How Important Is Math and Mental Arithmetic
Hey Girls and Guys,
I am a Finance Major at a non-target to semi-target.
This summer, I will be an S&T summer Analyst at one of the BBs.
My Problem is that I am not very fast at mental arithmetic questions. I can do them in an average time frame, but, not super fast enough. I am very comfortable with mid-level math (Calc I-III, Differentials Equations, Proofs) as I have gotten As thus far in all my math courses and hope to continue doing so.
(1) How can I improve the speed of my mental calculations to speeds necessary for traders?
(eg 84x27 takes me roughly 30secs and probably a bit more if caught off-guard)
Easier questions like some I have gotten before in interviews 5^4 and 16x14 took 2-8 seconds
bump
Unless you work at a prop shop/market making firm, not important
It is most important in interviews, and only when the interviewer is one of those types who asks mental math questions.
suggest you go learn VBA right now...practice building spreadsheets that do something. move data around...use loops to implement some logic problem...build a word scanner and implement a diffusion index to characterize an FOMC statement or Philly Fed vs previous versions. These might not actually be useful, but you'll learn VBA skills that are useful
how long does it take to learn VBA from scratch?

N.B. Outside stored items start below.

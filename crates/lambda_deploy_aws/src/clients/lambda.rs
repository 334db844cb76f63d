use aws_config::SdkConfig;
use aws_sdk_lambda::primitives::Blob;
use aws_sdk_lambda::types::{InvocationType, LastUpdateStatus, State};

use crate::adapters::function::{
    FunctionInfo, FunctionService, InvocationOutput, PermissionGrant, PermissionOutcome,
    UpdateStatus,
};
use crate::clients::{block_on, describe_error};

pub struct LambdaFunctions {
    client: aws_sdk_lambda::Client,
}

impl LambdaFunctions {
    pub fn new(config: &SdkConfig) -> Self {
        Self {
            client: aws_sdk_lambda::Client::new(config),
        }
    }
}

impl FunctionService for LambdaFunctions {
    fn get_function(&self, name: &str) -> Result<Option<FunctionInfo>, String> {
        let client = self.client.clone();
        let function_name = name.to_string();
        let result =
            block_on(async move { client.get_function().function_name(function_name).send().await });
        let output = match result {
            Ok(output) => output,
            Err(error)
                if error
                    .as_service_error()
                    .is_some_and(|service| service.is_resource_not_found_exception()) =>
            {
                return Ok(None);
            }
            Err(error) => return Err(describe_error(error)),
        };

        let configuration = output
            .configuration()
            .ok_or_else(|| format!("GetFunction returned no configuration for '{name}'"))?;
        Ok(Some(FunctionInfo {
            name: configuration.function_name().unwrap_or(name).to_string(),
            arn: configuration
                .function_arn()
                .ok_or_else(|| format!("function '{name}' has no ARN"))?
                .to_string(),
            image_uri: output
                .code()
                .and_then(|code| code.image_uri())
                .map(str::to_string),
            memory_mb: configuration.memory_size(),
            timeout_secs: configuration.timeout(),
        }))
    }

    fn update_image(&self, name: &str, image_uri: &str) -> Result<(), String> {
        let client = self.client.clone();
        let function_name = name.to_string();
        let image_uri = image_uri.to_string();
        block_on(async move {
            client
                .update_function_code()
                .function_name(function_name)
                .image_uri(image_uri)
                .send()
                .await
        })
        .map(|_| ())
        .map_err(describe_error)
    }

    fn update_sizing(
        &self,
        name: &str,
        memory_mb: Option<i32>,
        timeout_secs: Option<i32>,
    ) -> Result<(), String> {
        let client = self.client.clone();
        let function_name = name.to_string();
        block_on(async move {
            client
                .update_function_configuration()
                .function_name(function_name)
                .set_memory_size(memory_mb)
                .set_timeout(timeout_secs)
                .send()
                .await
        })
        .map(|_| ())
        .map_err(describe_error)
    }

    fn update_status(&self, name: &str) -> Result<UpdateStatus, String> {
        let client = self.client.clone();
        let function_name = name.to_string();
        let output = block_on(async move {
            client
                .get_function_configuration()
                .function_name(function_name)
                .send()
                .await
        })
        .map_err(describe_error)?;

        if matches!(output.state(), Some(State::Pending)) {
            return Ok(UpdateStatus::InProgress);
        }
        Ok(match output.last_update_status() {
            None | Some(LastUpdateStatus::Successful) => UpdateStatus::Successful,
            Some(LastUpdateStatus::InProgress) => UpdateStatus::InProgress,
            Some(LastUpdateStatus::Failed) => UpdateStatus::Failed(
                output
                    .last_update_status_reason()
                    .unwrap_or("update failed without a reason")
                    .to_string(),
            ),
            Some(other) => UpdateStatus::Failed(format!("unexpected update status '{}'", other.as_str())),
        })
    }

    fn add_permission(
        &self,
        name: &str,
        grant: &PermissionGrant,
    ) -> Result<PermissionOutcome, String> {
        let client = self.client.clone();
        let function_name = name.to_string();
        let grant = grant.clone();
        let result = block_on(async move {
            client
                .add_permission()
                .function_name(function_name)
                .statement_id(grant.statement_id)
                .action(grant.action)
                .principal(grant.principal)
                .source_arn(grant.source_arn)
                .send()
                .await
        });
        match result {
            Ok(_) => Ok(PermissionOutcome::Added),
            Err(error)
                if error
                    .as_service_error()
                    .is_some_and(|service| service.is_resource_conflict_exception()) =>
            {
                Ok(PermissionOutcome::AlreadyExists)
            }
            Err(error) => Err(describe_error(error)),
        }
    }

    fn invoke(&self, name: &str, payload: &[u8]) -> Result<InvocationOutput, String> {
        let client = self.client.clone();
        let function_name = name.to_string();
        let request_payload = payload.to_vec();
        let output = block_on(async move {
            client
                .invoke()
                .function_name(function_name)
                .invocation_type(InvocationType::RequestResponse)
                .payload(Blob::new(request_payload))
                .send()
                .await
        })
        .map_err(describe_error)?;

        Ok(InvocationOutput {
            status_code: output.status_code(),
            function_error: output.function_error().map(str::to_string),
            payload: output
                .payload()
                .map(|blob| blob.as_ref().to_vec())
                .unwrap_or_default(),
        })
    }
}
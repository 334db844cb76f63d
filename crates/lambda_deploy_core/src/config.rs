//! The deployment configuration record.
//!
//! Persisted as `export KEY=VALUE` lines so the file stays consumable by a
//! shell `source`, but always loaded through [`DeploymentConfig::parse`], which
//! checks the schema instead of trusting the text.

use std::collections::BTreeMap;
use std::fmt;
use std::fs;
use std::path::{Path, PathBuf};

use serde::{Deserialize, Serialize};
use sha2::{Digest, Sha256};

use crate::persist::write_atomically;

pub const DEFAULT_ENV_FILE: &str = ".env";
pub const DEFAULT_REPO_NAME: &str = "movie-predictor";
pub const DEFAULT_IMAGE_TAG: &str = "latest";

#[derive(Debug, Clone, Copy, PartialEq, Eq, PartialOrd, Ord, Hash, Serialize, Deserialize)]
pub enum ConfigKey {
    AwsAccountId,
    AwsRegion,
    EcrRepoName,
    EcrImageTag,
    EcrUri,
    LambdaFunctionName,
    ApiId,
    ApiResourceId,
    ApiStageName,
}

impl ConfigKey {
    pub const ALL: [ConfigKey; 9] = [
        ConfigKey::AwsAccountId,
        ConfigKey::AwsRegion,
        ConfigKey::EcrRepoName,
        ConfigKey::EcrImageTag,
        ConfigKey::EcrUri,
        ConfigKey::LambdaFunctionName,
        ConfigKey::ApiId,
        ConfigKey::ApiResourceId,
        ConfigKey::ApiStageName,
    ];

    /// Keys written by identity resolution; they define which deployment a
    /// record (and its ledger) belongs to.
    pub const IDENTITY: [ConfigKey; 4] = [
        ConfigKey::AwsAccountId,
        ConfigKey::AwsRegion,
        ConfigKey::EcrRepoName,
        ConfigKey::EcrImageTag,
    ];

    pub fn as_str(self) -> &'static str {
        match self {
            Self::AwsAccountId => "AWS_ACCOUNT_ID",
            Self::AwsRegion => "AWS_REGION",
            Self::EcrRepoName => "ECR_REPO_NAME",
            Self::EcrImageTag => "ECR_IMAGE_TAG",
            Self::EcrUri => "ECR_URI",
            Self::LambdaFunctionName => "LAMBDA_FUNCTION_NAME",
            Self::ApiId => "API_ID",
            Self::ApiResourceId => "API_RESOURCE_ID",
            Self::ApiStageName => "API_STAGE_NAME",
        }
    }

    pub fn from_name(name: &str) -> Option<Self> {
        Self::ALL.into_iter().find(|key| key.as_str() == name)
    }

    pub fn is_required(self) -> bool {
        Self::IDENTITY.contains(&self)
    }
}

impl fmt::Display for ConfigKey {
    fn fmt(&self, f: &mut fmt::Formatter<'_>) -> fmt::Result {
        f.write_str(self.as_str())
    }
}

#[derive(Debug, Clone, PartialEq, Eq)]
pub enum ConfigError {
    Io { path: PathBuf, message: String },
    Syntax { line: usize, message: String },
    MissingKey(ConfigKey),
    InvalidValue {
        key: ConfigKey,
        value: String,
        reason: &'static str,
    },
}

impl fmt::Display for ConfigError {
    fn fmt(&self, f: &mut fmt::Formatter<'_>) -> fmt::Result {
        match self {
            Self::Io { path, message } => {
                write!(f, "failed to access '{}': {message}", path.display())
            }
            Self::Syntax { line, message } => write!(f, "line {line}: {message}"),
            Self::MissingKey(key) => write!(f, "{key} is required but not set"),
            Self::InvalidValue { key, value, reason } => {
                write!(f, "{key}='{value}' is invalid: {reason}")
            }
        }
    }
}

impl std::error::Error for ConfigError {}

/// What an env file holds before it is trusted as a deployment record.
#[derive(Debug, Clone, PartialEq, Eq)]
pub enum EnvFile {
    Absent,
    Record(DeploymentConfig),
    /// The file parses, but its identity keys are missing or invalid. Only the
    /// keys this tool does not own are kept.
    Unbound {
        extra: Vec<(String, String)>,
        problem: ConfigError,
    },
}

Depends also on your Excel skills, and if you are at least a bit used on programming (general conditions eg IF and so on) I would say that overall though, is not that long to learn most important things There is a nice YouTube channel called WiseOwl that teaches you the basics, is quite good and for free. Check it out
the competency you described is easily adequate. agree with the poster that said learn VBA and data manipulation. don't stress yourself out about the math. you're fine. get some experience with programming and database R, SQL etc
i'd recommend "The Secret of Mental Math"
Very good book indeed
there are few prop shops that are antiquated and ruthless for filtering based on mental math. beyond those few, even if you get some mental math qs wrong, it isn't a dealbreaker anymore if you have a compelling background and relevant skills. def helps if you nail their trick questions about stats, programming and markets - all of which are arguably far more relevant.
this may be surprising to some prop shops, but we don't trade in the pits anymore. knowing hand signals and being able to add up fractions quickly doesn't provide any advantage to a trader.
Thanks, everyone for the advice!
I have some programming experience as I was introduced to it in high school and understand programming logic I guess. I tried VBA, however, I could not find anything useful to do that I could not otherwise by using core excel. Any help in generating imaginative cases for which VBA will be an asset?
It is useful for manually hedging options trades.
There is no way to actually know whether someone is smart once you get the job, so people learn to flex as a means of displaying competence. A lot of flexes are weird flexes, but an accepted flex is useless displays of mental math ability. There then becomes a culture of uselessly displaying mental math ability, regardless of whether it improves investment performance. Interestingly, my own finding is that stocks do not tend to go up depending on your ability to calculate numbers in your head; that said, many seem to firmly believe this is the case.
As a result of this phenomenon, people start to believe mental math ability is somehow important as part of the job and so it is used as a filtering mechanism. It is stupid and useless, but it will not be removed from the culture of certain firms.
It's not that important but to calculate your positions in your head or to price something, yes, it's good to have. From my own personal experience, I would say algebra is probably more important because as a trader, it helps to figure out stuff from extrapolating or interpolating.